From HAR-CO Maryland Federal Credit Union:
Do you know what a tessellation is? Can you find Malawi on a map? Can you explain how you use math in your everyday life?
Thirty-three students from Team 7D at Southampton Middle School can do all of that plus a whole lot more. That’s because those were just a few of the tasks they completed on their way to an extraordinary accomplishment, crossing the finish line in the Marathon of Achievement.
The Marathon of Achievement, or MOA, is a way for the students to excel outside of their regular studies. Created by Southampton Team 7D teachers, the goal is to challenge students with academic, cultural and character building exercises that offer each of them a chance to be a winner. Students are given a list of 30 possible activities; they must choose and complete 26 in six months in addition to their regular studies and activities.
MOA is open to all Team 7D students but it’s not an easy task. This year out of 110 students, 90 requested the information packets, 60 began the marathon, but only 33 crossed the finish line. They were honored for their efforts at an awards banquet sponsored by their school’s business partner, HAR-CO Maryland Federal Credit Union, Harford County’s Education Community credit union.
“Between sports and school many students realize they can’t do it,” explains Nicole Neubauer, Team 7D’s math teacher. “It says a lot about the students that they realize what kind of time they have to give. MOA, whether or not the students finish, really teaches responsibility and time management.”
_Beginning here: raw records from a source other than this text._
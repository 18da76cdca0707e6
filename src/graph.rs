//! Basic-block / edge entity model for the CFG scenes.
//!
//! Blocks and edges carry stable identifiers; structural edits (merging a
//! straight-line chain) are expressed as set operations over those ids, so
//! the scenes never do positional-index bookkeeping across edits.

use std::collections::BTreeMap;
use std::collections::BTreeSet;

use crate::error::{VizError, VizResult};

#[derive(
    Clone, Debug, PartialEq, Eq, PartialOrd, Ord, Hash, serde::Serialize, serde::Deserialize,
)]
pub struct BlockId(pub String);

impl BlockId {
    pub fn new(id: impl Into<String>) -> Self {
        Self(id.into())
    }
}

impl std::fmt::Display for BlockId {
    fn fmt(&self, f: &mut std::fmt::Formatter<'_>) -> std::fmt::Result {
        f.write_str(&self.0)
    }
}

#[derive(
    Clone, Copy, Debug, PartialEq, Eq, PartialOrd, Ord, Hash, serde::Serialize, serde::Deserialize,
)]
pub enum BranchLabel {
    True,
    False,
}

impl BranchLabel {
    pub fn as_str(self) -> &'static str {
        match self {
            Self::True => "true",
            Self::False => "false",
        }
    }
}

#[derive(Clone, Debug, PartialEq, Eq, serde::Serialize, serde::Deserialize)]
pub struct Edge {
    pub from: BlockId,
    pub to: BlockId,
    pub label: Option<BranchLabel>,
}

impl Edge {
    pub fn plain(from: impl Into<String>, to: impl Into<String>) -> Self {
        Self {
            from: BlockId::new(from),
            to: BlockId::new(to),
            label: None,
        }
    }

    pub fn labeled(from: impl Into<String>, to: impl Into<String>, label: BranchLabel) -> Self {
        Self {
            from: BlockId::new(from),
            to: BlockId::new(to),
            label: Some(label),
        }
    }

    pub fn touches(&self, ids: &BTreeSet<BlockId>) -> bool {
        ids.contains(&self.from) || ids.contains(&self.to)
    }
}

#[derive(Clone, Debug, PartialEq, Eq, serde::Serialize, serde::Deserialize)]
pub struct BasicBlock {
    pub id: BlockId,
    pub statements: Vec<String>,
}

impl BasicBlock {
    pub fn new(id: impl Into<String>, statements: &[&str]) -> Self {
        Self {
            id: BlockId::new(id),
            statements: statements.iter().map(|s| s.to_string()).collect(),
        }
    }
}

/// Chain of straight-line blocks to collapse, in flow order.
#[derive(Clone, Debug, serde::Serialize, serde::Deserialize)]
pub struct MergePlan {
    pub chain: Vec<BlockId>,
    pub merged_id: BlockId,
}

/// Result of a merge: the new graph plus the delta the scene animates.
#[derive(Clone, Debug)]
pub struct MergeOutcome {
    pub graph: FlowGraph,
    pub merged: BasicBlock,
    pub removed_edges: Vec<Edge>,
    pub added_edges: Vec<Edge>,
}

#[derive(Clone, Debug, serde::Serialize, serde::Deserialize)]
pub struct FlowGraph {
    pub blocks: BTreeMap<BlockId, BasicBlock>,
    pub edges: Vec<Edge>,
}

impl FlowGraph {
    pub fn new(blocks: Vec<BasicBlock>, edges: Vec<Edge>) -> VizResult<Self> {
        let mut map = BTreeMap::new();
        for block in blocks {
            if map.insert(block.id.clone(), block).is_some() {
                return Err(VizError::validation("duplicate basic block id"));
            }
        }
        let graph = Self { blocks: map, edges };
        graph.validate()?;
        Ok(graph)
    }

    pub fn validate(&self) -> VizResult<()> {
        for edge in &self.edges {
            if !self.blocks.contains_key(&edge.from) {
                return Err(VizError::validation(format!(
                    "edge references unknown source block '{}'",
                    edge.from
                )));
            }
            if !self.blocks.contains_key(&edge.to) {
                return Err(VizError::validation(format!(
                    "edge references unknown destination block '{}'",
                    edge.to
                )));
            }
        }
        for (i, a) in self.edges.iter().enumerate() {
            for b in &self.edges[i + 1..] {
                if a.from == b.from && a.to == b.to {
                    return Err(VizError::validation(format!(
                        "duplicate edge {} -> {}",
                        a.from, a.to
                    )));
                }
            }
        }
        Ok(())
    }

    pub fn block(&self, id: &BlockId) -> VizResult<&BasicBlock> {
        self.blocks
            .get(id)
            .ok_or_else(|| VizError::validation(format!("unknown basic block '{id}'")))
    }

    pub fn successors(&self, id: &BlockId) -> Vec<&Edge> {
        self.edges.iter().filter(|e| &e.from == id).collect()
    }

    pub fn predecessors(&self, id: &BlockId) -> Vec<&Edge> {
        self.edges.iter().filter(|e| &e.to == id).collect()
    }

    /// Edges with at least one endpoint in `ids`, in declaration order.
    pub fn edges_incident(&self, ids: &BTreeSet<BlockId>) -> Vec<Edge> {
        self.edges
            .iter()
            .filter(|e| e.touches(ids))
            .cloned()
            .collect()
    }

    /// Collapse a straight-line chain into one block.
    ///
    /// Every block in the chain must have exactly one predecessor and one
    /// successor, and consecutive chain entries must be linked in order.
    /// The merged block concatenates the chain's statement lists; edges
    /// incident to the chain are dropped and replaced by exactly two new
    /// edges (predecessor -> merged, merged -> successor). All other edges
    /// survive untouched.
    pub fn merge_chain(&self, plan: &MergePlan) -> VizResult<MergeOutcome> {
        if plan.chain.len() < 2 {
            return Err(VizError::validation(
                "merge chain must contain at least two blocks",
            ));
        }

        let chain_set: BTreeSet<BlockId> = plan.chain.iter().cloned().collect();
        if chain_set.len() != plan.chain.len() {
            return Err(VizError::validation("merge chain repeats a block"));
        }

        for id in &plan.chain {
            self.block(id)?;
            let preds = self.predecessors(id);
            let succs = self.successors(id);
            if preds.len() != 1 || succs.len() != 1 {
                return Err(VizError::validation(format!(
                    "block '{id}' is not mergeable: {} predecessor(s), {} successor(s)",
                    preds.len(),
                    succs.len()
                )));
            }
        }

        for pair in plan.chain.windows(2) {
            let next = &self.successors(&pair[0])[0].to;
            if next != &pair[1] {
                return Err(VizError::validation(format!(
                    "merge chain is not linked: '{}' does not flow into '{}'",
                    pair[0], pair[1]
                )));
            }
        }

        let entry = plan.chain.first().expect("chain checked non-empty");
        let exit = plan.chain.last().expect("chain checked non-empty");
        let pred = self.predecessors(entry)[0].from.clone();
        let succ = self.successors(exit)[0].to.clone();
        if chain_set.contains(&pred) || chain_set.contains(&succ) {
            return Err(VizError::validation(
                "merge chain must not loop onto itself",
            ));
        }
        if self.blocks.contains_key(&plan.merged_id) {
            return Err(VizError::validation(format!(
                "merged block id '{}' collides with an existing block",
                plan.merged_id
            )));
        }

        let merged = BasicBlock {
            id: plan.merged_id.clone(),
            statements: plan
                .chain
                .iter()
                .flat_map(|id| self.blocks[id].statements.iter().cloned())
                .collect(),
        };

        let removed_edges = self.edges_incident(&chain_set);
        let added_edges = vec![
            Edge {
                from: pred,
                to: plan.merged_id.clone(),
                label: None,
            },
            Edge {
                from: plan.merged_id.clone(),
                to: succ,
                label: None,
            },
        ];

        let mut blocks: Vec<BasicBlock> = self
            .blocks
            .values()
            .filter(|b| !chain_set.contains(&b.id))
            .cloned()
            .collect();
        blocks.push(merged.clone());

        let mut edges: Vec<Edge> = self
            .edges
            .iter()
            .filter(|e| !e.touches(&chain_set))
            .cloned()
            .collect();
        edges.extend(added_edges.iter().cloned());

        Ok(MergeOutcome {
            graph: FlowGraph::new(blocks, edges)?,
            merged,
            removed_edges,
            added_edges,
        })
    }
}

#[cfg(test)]
mod tests {
    use super::*;

    fn chain_graph() -> FlowGraph {
        FlowGraph::new(
            vec![
                BasicBlock::new("a", &["s0;"]),
                BasicBlock::new("b", &["s1;"]),
                BasicBlock::new("c", &["s2;"]),
                BasicBlock::new("d", &["s3;"]),
            ],
            vec![
                Edge::plain("a", "b"),
                Edge::plain("b", "c"),
                Edge::plain("c", "d"),
            ],
        )
        .unwrap()
    }

    #[test]
    fn rejects_edge_to_unknown_block() {
        let err = FlowGraph::new(
            vec![BasicBlock::new("a", &[])],
            vec![Edge::plain("a", "ghost")],
        );
        assert!(err.is_err());
    }

    #[test]
    fn merge_concatenates_statements_in_chain_order() {
        let g = chain_graph();
        let plan = MergePlan {
            chain: vec![BlockId::new("b"), BlockId::new("c")],
            merged_id: BlockId::new("bc"),
        };
        let out = g.merge_chain(&plan).unwrap();
        assert_eq!(out.merged.statements, vec!["s1;", "s2;"]);
        assert_eq!(out.graph.blocks.len(), 3);
        assert_eq!(out.graph.edges.len(), 2);
        assert_eq!(out.removed_edges.len(), 3);
        assert_eq!(out.added_edges.len(), 2);
    }

    #[test]
    fn merge_rejects_branchy_blocks() {
        let g = FlowGraph::new(
            vec![
                BasicBlock::new("a", &[]),
                BasicBlock::new("b", &[]),
                BasicBlock::new("c", &[]),
                BasicBlock::new("d", &[]),
            ],
            vec![
                Edge::plain("a", "b"),
                Edge::labeled("b", "c", BranchLabel::True),
                Edge::labeled("b", "d", BranchLabel::False),
            ],
        )
        .unwrap();
        let plan = MergePlan {
            chain: vec![BlockId::new("a"), BlockId::new("b")],
            merged_id: BlockId::new("ab"),
        };
        assert!(g.merge_chain(&plan).is_err());
    }

    #[test]
    fn merge_rejects_unlinked_chain() {
        let g = chain_graph();
        let plan = MergePlan {
            chain: vec![BlockId::new("c"), BlockId::new("b")],
            merged_id: BlockId::new("cb"),
        };
        assert!(g.merge_chain(&plan).is_err());
    }

    #[test]
    fn merge_rejects_colliding_merged_id() {
        let g = chain_graph();
        let plan = MergePlan {
            chain: vec![BlockId::new("b"), BlockId::new("c")],
            merged_id: BlockId::new("a"),
        };
        assert!(g.merge_chain(&plan).is_err());
    }
}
It also teaches the students about themselves. The students who complete the marathon do not always know they have what it takes when they start. “When I went into it I didn’t really think I was smart enough to do this,” says finalist Emily Bowler. “I kind of shocked myself with what I did.”
All of the work must be completed outside the school day’s requirements. Some of the challenges included community service and cultural education events, map memorization, giving up TV for a full week, or creating a board game including at least 26 language arts facts. Many of the tasks focus on community service and cultural education. Motivation and time management skills quickly become critical.
“I was thinking about quitting,” admits finalist Jared Pridgeon. “I talked about it and mapped it out and decided to try to finish.” Jared wanted to see if he could do it, but he had another reason, too. “I’m not really into work but I heard about the party and the cake and wanted to come. So I did it.” Jared took on the task of explaining tessellations as part of his marathon. “There are a lot more tessellations around than you think,” he learned. A tessellation, by the way, is created of identical shapes made into a pattern, like a honeycomb or M.C. Escher’s artwork.
“This is one of the most rewarding programs HAR-CO participates in,” says Teresa Knox, HAR-CO Vice President. “We are always delighted to celebrate with the finalists at the end of the year banquet. This is an impressive accomplishment.”
“The ceremony and reception are always a special event for the students,” says Bill Carpenter of Team 7D, one of the original creators of MOA. “The students look forward to it. Their families really encourage them and it’s just exciting to see how hard everyone works.”
The party and cake, which features photos of all of the MOA finalists, are the culmination of the marathon. One of the highlights of the reception is the guest speaker. This year Dr. Alfredo Quinones-Hinojosa, director of the Brain Tumor Surgery Program at the Johns Hopkins Bayview Campus, spoke to the finalists. Dr. Qunones-Hinojosa arrived just in time for his address, having completed two emergency brain surgeries earlier in the day.
“Success is a combination of passion, work and good luck,” he explained to the finalists. “We have to continuously strive to chase that good luck through work every day. There is no question in my mind that we do today will have an incredible impact on the future. The future of our country is right here in this room, with you. For us to continue the success of our nation in the future we need to continue doing events like this.”
The 2011 Marathon of Achievement Medal Recipients are:
Prince Steven Nyaga
Southampton Middle School students, along with teacher Bill Carpenter from Team 7D and keynote speaker Dr. Alfredo Quinones-Hinojosa, director of the Brain Tumor Surgery Program at the Johns Hopkins Bayview Campus, celebrate the completion of the Marathon of Achievement at a dinner reception sponsored by the school’s business partner, HAR-CO Maryland Federal Credit Union.